//! Axum HTTP server, routing, and middleware.
//!
//! # Responsibilities
//! - Define the Axum router with all routes and shared middleware.
//! - Inject shared application state (`AppState`) into handlers.
//! - Translate reconciler and codec errors into HTTP error responses.

pub mod handlers;
pub mod middleware;
pub mod router;
pub mod state;
//! Decrypt a document fetched from the item store.

use tracing::trace;

use super::{CodecError, Document, ID_FIELD};
use crate::crypto::{self, CipherError};

/// Decrypt every non-`id` field of `document` with `secret`.
///
/// Fields that are not encrypted envelopes are passed through unchanged, so
/// documents written without encryption (or only partly encrypted) decode
/// cleanly. An empty `secret` returns the document untouched.
///
/// # Errors
///
/// Returns [`CodecError::DecryptionFailure`] as soon as a field that *is* an
/// envelope cannot be decrypted: wrong secret, tampered or corrupt data, or
/// an unsupported scheme version. Nothing partially decrypted is returned.
pub fn decode(document: Document, secret: &[u8]) -> Result<Document, CodecError> {
    if secret.is_empty() {
        return Ok(document);
    }

    let mut decoded = Document::new();
    for (field, value) in document {
        if field == ID_FIELD {
            decoded.insert(field, value);
            continue;
        }

        let ciphertext = value.to_string();
        match crypto::decrypt(secret, ciphertext.as_bytes()) {
            Ok(plain) => {
                decoded.insert(field, plain);
            }
            Err(CipherError::NotCiphertext) => {
                trace!(field = %field, "field is not encrypted; passing through");
                decoded.insert(field, value);
            }
            Err(source) => return Err(CodecError::DecryptionFailure { field, source }),
        }
    }
    Ok(decoded)
}

#[cfg(test)]
mod tests {
    use super::*;
    use crate::codec::{encode, parse_document};
    use crate::crypto::SchemeVersion;
    use serde_json::json;

    #[test]
    fn concrete_scenario() {
        let (id, encoded) =
            encode(r#"{"id":"x","secret_val":"hello"}"#, b"k1", SchemeVersion::V1).unwrap();
        assert_eq!(id, "x");
        assert_eq!(encoded["secret_val"]["version"], 1);

        let decoded = decode(encoded.clone(), b"k1").unwrap();
        assert_eq!(
            serde_json::Value::Object(decoded),
            json!({"id": "x", "secret_val": "hello"})
        );

        let err = decode(encoded, b"wrong-key").unwrap_err();
        assert!(matches!(
            err,
            CodecError::DecryptionFailure { ref field, .. } if field == "secret_val"
        ));
    }

    #[test]
    fn plaintext_fields_pass_through() {
        let (_, mut doc) =
            encode(r#"{"id":"db","password":"s3cr3t"}"#, b"k", SchemeVersion::V3).unwrap();
        doc.insert("host".into(), json!("db.internal"));
        doc.insert("ports".into(), json!([5432, 5433]));

        let decoded = decode(doc, b"k").unwrap();
        assert_eq!(decoded["password"], json!("s3cr3t"));
        assert_eq!(decoded["host"], json!("db.internal"));
        assert_eq!(decoded["ports"], json!([5432, 5433]));
    }

    #[test]
    fn wholly_plaintext_document_is_unchanged() {
        let doc = parse_document(r#"{"id":"p","a":1,"b":{"c":"d"}}"#).unwrap();
        assert_eq!(decode(doc.clone(), b"k").unwrap(), doc);
    }

    #[test]
    fn empty_secret_is_noop() {
        let (_, encoded) =
            encode(r#"{"id":"x","secret_val":"hello"}"#, b"k1", SchemeVersion::V2).unwrap();
        assert_eq!(decode(encoded.clone(), b"").unwrap(), encoded);
    }

    #[test]
    fn id_is_never_decrypted() {
        // An `id` shaped like ciphertext would still be left alone.
        let (_, encoded) = encode(r#"{"id":"x","v":"1"}"#, b"k", SchemeVersion::V3).unwrap();
        let mut doc = Document::new();
        doc.insert("id".into(), encoded["v"].clone());
        assert_eq!(decode(doc.clone(), b"k").unwrap(), doc);
    }

    #[test]
    fn corrupt_envelope_aborts() {
        let doc = parse_document(
            r#"{"id":"x","bad":{"encrypted_data":"!!!","iv":"AAAA","version":1,"cipher":"aes-256-cbc"}}"#,
        )
        .unwrap();
        let err = decode(doc, b"k").unwrap_err();
        assert!(matches!(
            err,
            CodecError::DecryptionFailure {
                source: CipherError::InvalidFormat("encrypted_data"),
                ..
            }
        ));
    }

    #[test]
    fn unsupported_version_aborts() {
        let doc = parse_document(
            r#"{"id":"x","old":{"encrypted_data":"AAAA","iv":"AAAA","version":0,"cipher":"aes-256-cbc"}}"#,
        )
        .unwrap();
        assert!(matches!(
            decode(doc, b"k"),
            Err(CodecError::DecryptionFailure {
                source: CipherError::UnsupportedVersion(0),
                ..
            })
        ));
    }

    #[test]
    fn mixed_versions_decode_together() {
        let mut doc = Document::new();
        doc.insert("id".into(), json!("mixed"));
        for version in SchemeVersion::ALL {
            let (_, encoded) = encode(
                &json!({"id": "mixed", "v": version.as_u8()}).to_string(),
                b"k",
                version,
            )
            .unwrap();
            doc.insert(format!("v{}", version.as_u8()), encoded["v"].clone());
        }
        let decoded = decode(doc, b"k").unwrap();
        assert_eq!(decoded["v1"], json!(1));
        assert_eq!(decoded["v2"], json!(2));
        assert_eq!(decoded["v3"], json!(3));
    }
}
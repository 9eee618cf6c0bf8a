//! Request and response types exchanged over the service's HTTP API.
//!
//! Item content crosses this boundary in two shapes: `content_json`, the JSON
//! document as text (what a resource definition stores), and `content`, an
//! already-parsed JSON object.

use serde::{Deserialize, Serialize};

// ---------------------------------------------------------------------------
// Encode / decode endpoints
// ---------------------------------------------------------------------------

/// Request body for `POST /encode` and `POST /bags/{bag}/items`.
#[derive(Debug, Clone, Serialize, Deserialize)]
pub struct EncodeRequest {
    /// Item document as JSON text. Must be an object with a string `id`.
    pub content_json: String,
}

/// Successful response body for `POST /encode`.
#[derive(Debug, Clone, Serialize, Deserialize)]
pub struct EncodeResponse {
    /// Value of the document's `id` field.
    pub item_id: String,
    /// Document with every non-`id` field replaced by its encrypted form.
    pub content: serde_json::Value,
}

/// Request and response body for `POST /decode`.
#[derive(Debug, Clone, Serialize, Deserialize)]
pub struct DecodeBody {
    /// A stored item document, possibly partially encrypted.
    pub content: serde_json::Value,
}

// ---------------------------------------------------------------------------
// Item endpoints
// ---------------------------------------------------------------------------

/// Response body for `POST /bags/{bag}/items`.
#[derive(Debug, Clone, Serialize, Deserialize)]
pub struct CreatedItem {
    pub item_id: String,
}

/// Response body for `GET /bags/{bag}/items/{id}`.
///
/// An item that does not exist is reported with `exists: false` and no
/// content rather than as an error.
#[derive(Debug, Clone, Serialize, Deserialize)]
pub struct ItemResponse {
    pub exists: bool,
    /// Decrypted document as normalised JSON text.
    #[serde(default, skip_serializing_if = "Option::is_none")]
    pub content_json: Option<String>,
}

// ---------------------------------------------------------------------------
// Error response
// ---------------------------------------------------------------------------

/// Standard error response body returned on any non-2xx status.
#[derive(Debug, Clone, Serialize, Deserialize)]
pub struct ErrorResponse {
    /// Short machine-readable error code (e.g. `"bad_request"`).
    pub code: String,
    /// Human-readable description safe to expose to callers.
    pub message: String,
}

impl ErrorResponse {
    /// Construct an [`ErrorResponse`] from a code and message.
    pub fn new(code: impl Into<String>, message: impl Into<String>) -> Self {
        Self {
            code: code.into(),
            message: message.into(),
        }
    }
}

impl From<&crate::ServiceError> for ErrorResponse {
    fn from(err: &crate::ServiceError) -> Self {
        Self::new(err.code(), err.to_string())
    }
}

// ---------------------------------------------------------------------------
// Health check
// ---------------------------------------------------------------------------

/// Response body for `GET /health`.
#[derive(Debug, Clone, Serialize, Deserialize)]
pub struct HealthResponse {
    /// Overall service status, always `"ok"` once the server is up.
    pub status: String,
    /// Whether a secret key is configured.
    pub encryption_enabled: bool,
    /// Scheme version used for new encryptions.
    pub encryption_version: u8,
}

#[cfg(test)]
mod tests {
    use super::*;
    use crate::ServiceError;

    #[test]
    fn item_response_omits_absent_content() {
        let absent = ItemResponse {
            exists: false,
            content_json: None,
        };
        let json = serde_json::to_value(&absent).unwrap();
        assert_eq!(json, serde_json::json!({"exists": false}));

        let decoded: ItemResponse = serde_json::from_str(r#"{"exists":false}"#).unwrap();
        assert!(decoded.content_json.is_none());
    }

    #[test]
    fn error_response_from_service_error() {
        let err = ServiceError::Store {
            status: 404,
            message: "no such item".into(),
        };
        let body = ErrorResponse::from(&err);
        assert_eq!(body.code, "not_found");
        assert!(body.message.contains("no such item"));
    }

    #[test]
    fn encode_response_serde() {
        let resp = EncodeResponse {
            item_id: "x".into(),
            content: serde_json::json!({"id": "x"}),
        };
        let json = serde_json::to_string(&resp).unwrap();
        let decoded: EncodeResponse = serde_json::from_str(&json).unwrap();
        assert_eq!(decoded.item_id, "x");
        assert_eq!(decoded.content["id"], "x");
    }
}
//! [`SchemeVersion`]: which envelope format a value is encrypted with.

use std::fmt;

use super::cipher::CipherError;

/// Encryption scheme version.
///
/// Every version stays decryptable; new encryptions default to
/// [`SchemeVersion::LATEST`].
#[derive(Debug, Clone, Copy, PartialEq, Eq, Hash)]
pub enum SchemeVersion {
    /// AES-256-CBC, unauthenticated.
    V1 = 1,
    /// AES-256-CBC with an HMAC-SHA256 over the ciphertext.
    V2 = 2,
    /// AES-256-GCM.
    V3 = 3,
}

impl SchemeVersion {
    pub const LATEST: SchemeVersion = SchemeVersion::V3;

    pub const ALL: [SchemeVersion; 3] = [SchemeVersion::V1, SchemeVersion::V2, SchemeVersion::V3];

    pub fn as_u8(self) -> u8 {
        self as u8
    }

    /// Value of the envelope's `cipher` attribute for this version.
    pub fn cipher_name(self) -> &'static str {
        match self {
            SchemeVersion::V1 | SchemeVersion::V2 => "aes-256-cbc",
            SchemeVersion::V3 => "aes-256-gcm",
        }
    }
}

impl Default for SchemeVersion {
    fn default() -> Self {
        Self::LATEST
    }
}

impl TryFrom<i64> for SchemeVersion {
    type Error = CipherError;

    fn try_from(value: i64) -> Result<Self, Self::Error> {
        match value {
            1 => Ok(SchemeVersion::V1),
            2 => Ok(SchemeVersion::V2),
            3 => Ok(SchemeVersion::V3),
            other => Err(CipherError::UnsupportedVersion(other)),
        }
    }
}

impl fmt::Display for SchemeVersion {
    fn fmt(&self, f: &mut fmt::Formatter<'_>) -> fmt::Result {
        write!(f, "{}", self.as_u8())
    }
}
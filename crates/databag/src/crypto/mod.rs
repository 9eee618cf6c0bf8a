//! Field-level encryption primitives for data bag items.
//!
//! This module is free of HTTP and store dependencies. It provides the
//! per-value encrypt/decrypt operations used by [`crate::codec`].
//!
//! # Ciphertext format
//!
//! Every encrypted value is a JSON object in the Chef encrypted data bag
//! item format:
//!
//! ```text
//! {"encrypted_data": <b64>, "iv": <b64>, "version": 1|2|3, "cipher": <name>,
//!  "hmac": <b64>      (version 2 only),
//!  "auth_tag": <b64>  (version 3 only)}
//! ```
//!
//! The AES-256 key is `SHA-256(secret)`. The encrypted plaintext is the JSON
//! text `{"json_wrapper": <value>}`.

pub mod cbc;
pub mod cipher;
pub mod version;

pub use cipher::{decrypt, encrypt, CipherError, EncryptedField};
pub use version::SchemeVersion;

use sha2::{Digest, Sha256};
use zeroize::{Zeroize, Zeroizing};

/// Byte length of an AES-256 key (32 bytes = 256 bits).
pub const KEY_LEN: usize = 32;

/// Derive the AES-256 key for `secret`.
pub fn derive_key(secret: &[u8]) -> Zeroizing<[u8; KEY_LEN]> {
    Zeroizing::new(Sha256::digest(secret).into())
}

/// Shared secret supplied by the caller.
///
/// The bytes are overwritten with zeroes when the value is dropped and are
/// never printed, not even by `Debug`.
#[derive(Clone, Default)]
pub struct Secret(Vec<u8>);

impl Secret {
    pub fn new(bytes: impl Into<Vec<u8>>) -> Self {
        Self(bytes.into())
    }

    pub fn as_bytes(&self) -> &[u8] {
        &self.0
    }

    /// An empty secret disables encryption and decryption.
    pub fn is_empty(&self) -> bool {
        self.0.is_empty()
    }
}

impl From<&str> for Secret {
    fn from(s: &str) -> Self {
        Self::new(s.as_bytes())
    }
}

impl Drop for Secret {
    fn drop(&mut self) {
        self.0.zeroize();
    }
}

impl std::fmt::Debug for Secret {
    fn fmt(&self, f: &mut std::fmt::Formatter<'_>) -> std::fmt::Result {
        f.write_str("Secret([REDACTED])")
    }
}
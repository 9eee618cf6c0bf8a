//! Common types, protocol definitions, and errors shared across `databag` crates.

pub mod error;
pub mod protocol;

pub use error::ServiceError;
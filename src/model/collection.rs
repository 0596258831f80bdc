//! Collection types used in multi-document (persona) mode.

use serde::{Deserialize, Serialize};
use std::path::Path;

use crate::error::{Error, Result};

/// A document listed in a collection request.
#[derive(Debug, Clone, PartialEq, Eq, Serialize, Deserialize)]
pub struct DocumentRef {
    /// File name relative to the document directory
    pub filename: String,

    /// Optional human-readable title
    #[serde(default, skip_serializing_if = "Option::is_none")]
    pub title: Option<String>,
}

impl DocumentRef {
    /// Create a reference to a file.
    pub fn new(filename: impl Into<String>) -> Self {
        Self {
            filename: filename.into(),
            title: None,
        }
    }
}

/// The persona the sections are ranked for.
#[derive(Debug, Clone, PartialEq, Eq, Serialize, Deserialize)]
pub struct Persona {
    pub role: String,
}

/// The task the persona wants to accomplish.
#[derive(Debug, Clone, PartialEq, Eq, Serialize, Deserialize)]
pub struct JobToBeDone {
    pub task: String,
}

/// Input descriptor for multi-document mode.
#[derive(Debug, Clone, PartialEq, Eq, Serialize, Deserialize)]
pub struct CollectionRequest {
    /// Target documents, in ranking order
    pub documents: Vec<DocumentRef>,

    /// Persona
    pub persona: Persona,

    /// Job to be done
    pub job_to_be_done: JobToBeDone,
}

impl CollectionRequest {
    /// Create a request.
    pub fn new(
        documents: Vec<DocumentRef>,
        role: impl Into<String>,
        task: impl Into<String>,
    ) -> Self {
        Self {
            documents,
            persona: Persona { role: role.into() },
            job_to_be_done: JobToBeDone { task: task.into() },
        }
    }

    /// Parse a request from JSON. Unknown fields are ignored.
    pub fn from_json_str(json: &str) -> Result<Self> {
        serde_json::from_str(json).map_err(|e| Error::InvalidRequest(e.to_string()))
    }

    /// Read and parse a request file.
    pub fn from_file<P: AsRef<Path>>(path: P) -> Result<Self> {
        let json = std::fs::read_to_string(path)?;
        Self::from_json_str(&json)
    }

    /// File names of every requested document.
    pub fn filenames(&self) -> Vec<String> {
        self.documents.iter().map(|d| d.filename.clone()).collect()
    }
}

/// A ranked section selected from one document.
#[derive(Debug, Clone, PartialEq, Eq, Serialize, Deserialize)]
pub struct SectionCandidate {
    pub document: String,
    pub section_title: String,
    pub importance_rank: u32,
    pub page_number: u32,
}

/// Excerpt extracted below a selected section heading.
#[derive(Debug, Clone, PartialEq, Eq, Serialize, Deserialize)]
pub struct SubsectionAnalysis {
    pub document: String,
    pub refined_text: String,
    pub page_number: u32,
}

/// Report metadata.
#[derive(Debug, Clone, PartialEq, Eq, Serialize, Deserialize)]
pub struct CollectionMetadata {
    pub input_documents: Vec<String>,
    pub persona: String,
    pub job_to_be_done: String,
    /// ISO-8601 local time
    pub processing_timestamp: String,
}

/// Output of multi-document mode.
#[derive(Debug, Clone, PartialEq, Eq, Serialize, Deserialize)]
pub struct CollectionReport {
    pub metadata: CollectionMetadata,
    pub extracted_sections: Vec<SectionCandidate>,
    pub subsection_analysis: Vec<SubsectionAnalysis>,
}
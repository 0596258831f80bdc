//! PDF span source using lopdf.

use std::path::Path;

use lopdf::{Document as LopdfDocument, Object};

use crate::error::{Error, Result};
use crate::model::Page;

use super::backend::SpanSource;
use super::layout::LayoutExtractor;
use super::options::{ErrorMode, ParseOptions};

/// Letter height, used when a page has no usable MediaBox.
const DEFAULT_PAGE_HEIGHT: f32 = 792.0;

/// [`SpanSource`] backed by a `lopdf::Document`.
pub struct PdfSpanSource {
    doc: LopdfDocument,
    options: ParseOptions,
}

impl PdfSpanSource {
    /// Open a PDF file.
    pub fn open<P: AsRef<Path>>(path: P) -> Result<Self> {
        Self::open_with_options(path, ParseOptions::default())
    }

    /// Open a PDF file with custom options.
    pub fn open_with_options<P: AsRef<Path>>(path: P, options: ParseOptions) -> Result<Self> {
        let doc = LopdfDocument::load(path.as_ref()).map_err(|e| match e {
            lopdf::Error::Decryption(_) => Error::Encrypted,
            _ => Error::from(e),
        })?;
        Ok(Self::from_document(doc, options))
    }

    /// Load a PDF from bytes.
    pub fn from_bytes(data: &[u8]) -> Result<Self> {
        Self::from_bytes_with_options(data, ParseOptions::default())
    }

    /// Load a PDF from bytes with custom options.
    pub fn from_bytes_with_options(data: &[u8], options: ParseOptions) -> Result<Self> {
        let doc = LopdfDocument::load_mem(data).map_err(|e| match e {
            lopdf::Error::Decryption(_) => Error::Encrypted,
            _ => Error::from(e),
        })?;
        Ok(Self::from_document(doc, options))
    }

    fn from_document(doc: LopdfDocument, options: ParseOptions) -> Self {
        if doc.is_encrypted() {
            log::warn!("Document is encrypted; text may not decode");
        }
        Self { doc, options }
    }

    /// Check if the document is encrypted.
    pub fn is_encrypted(&self) -> bool {
        self.doc.is_encrypted()
    }

    /// Parse a single page into lines.
    fn parse_page(&self, page_num: u32, page_id: lopdf::ObjectId) -> Result<Page> {
        let height = self.page_height(page_id);
        let extractor = LayoutExtractor::new(&self.doc)
            .with_unicode_normalization(self.options.normalize_unicode);

        match extractor.extract_page_lines(page_id, height) {
            Ok(lines) => Ok(Page::with_lines(page_num, lines)),
            Err(e) if self.options.error_mode == ErrorMode::Lenient => {
                log::warn!("Failed to extract spans from page {}: {}", page_num, e);
                Ok(Page::new(page_num))
            }
            Err(e) => Err(e),
        }
    }

    /// Page height from the MediaBox of the page or its parent.
    fn page_height(&self, page_id: lopdf::ObjectId) -> f32 {
        let mut current = self.doc.get_dictionary(page_id).ok();

        while let Some(dict) = current {
            if let Some(height) = dict
                .get(b"MediaBox")
                .ok()
                .and_then(|obj| self.resolve(obj).as_array().ok())
                .and_then(|arr| media_box_height(arr))
            {
                return height;
            }

            current = dict
                .get(b"Parent")
                .ok()
                .and_then(|p| p.as_reference().ok())
                .and_then(|r| self.doc.get_dictionary(r).ok());
        }

        DEFAULT_PAGE_HEIGHT
    }

    fn resolve<'a>(&'a self, obj: &'a Object) -> &'a Object {
        match obj {
            Object::Reference(id) => self.doc.get_object(*id).unwrap_or(obj),
            _ => obj,
        }
    }
}

impl SpanSource for PdfSpanSource {
    fn page_count(&self) -> u32 {
        self.doc.get_pages().len() as u32
    }

    fn pages(&self) -> Result<Vec<Page>> {
        self.doc
            .get_pages()
            .into_iter()
            .map(|(page_num, page_id)| self.parse_page(page_num, page_id))
            .collect()
    }

    fn page_text(&self, page_num: u32) -> Result<String> {
        let count = self.page_count();
        if page_num == 0 || page_num > count {
            return Err(Error::PageOutOfRange(page_num, count));
        }
        self.doc
            .extract_text(&[page_num])
            .map_err(|e| Error::PdfParse(format!("Page {}: {}", page_num, e)))
    }
}

fn media_box_height(arr: &[Object]) -> Option<f32> {
    if arr.len() < 4 {
        return None;
    }
    let y0 = number(&arr[1])?;
    let y1 = number(&arr[3])?;
    let height = (y1 - y0).abs();
    (height > 0.0).then_some(height)
}

fn number(obj: &Object) -> Option<f32> {
    match obj {
        Object::Integer(i) => Some(*i as f32),
        Object::Real(r) => Some(*r),
        _ => None,
    }
}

■ EXERCISE GOAL ■
When a line among the entries contains "router", pull that line out.

■ ANSWER SECTION ■
//! - Define the Axum router with all routes and shared middleware.
pub mod router;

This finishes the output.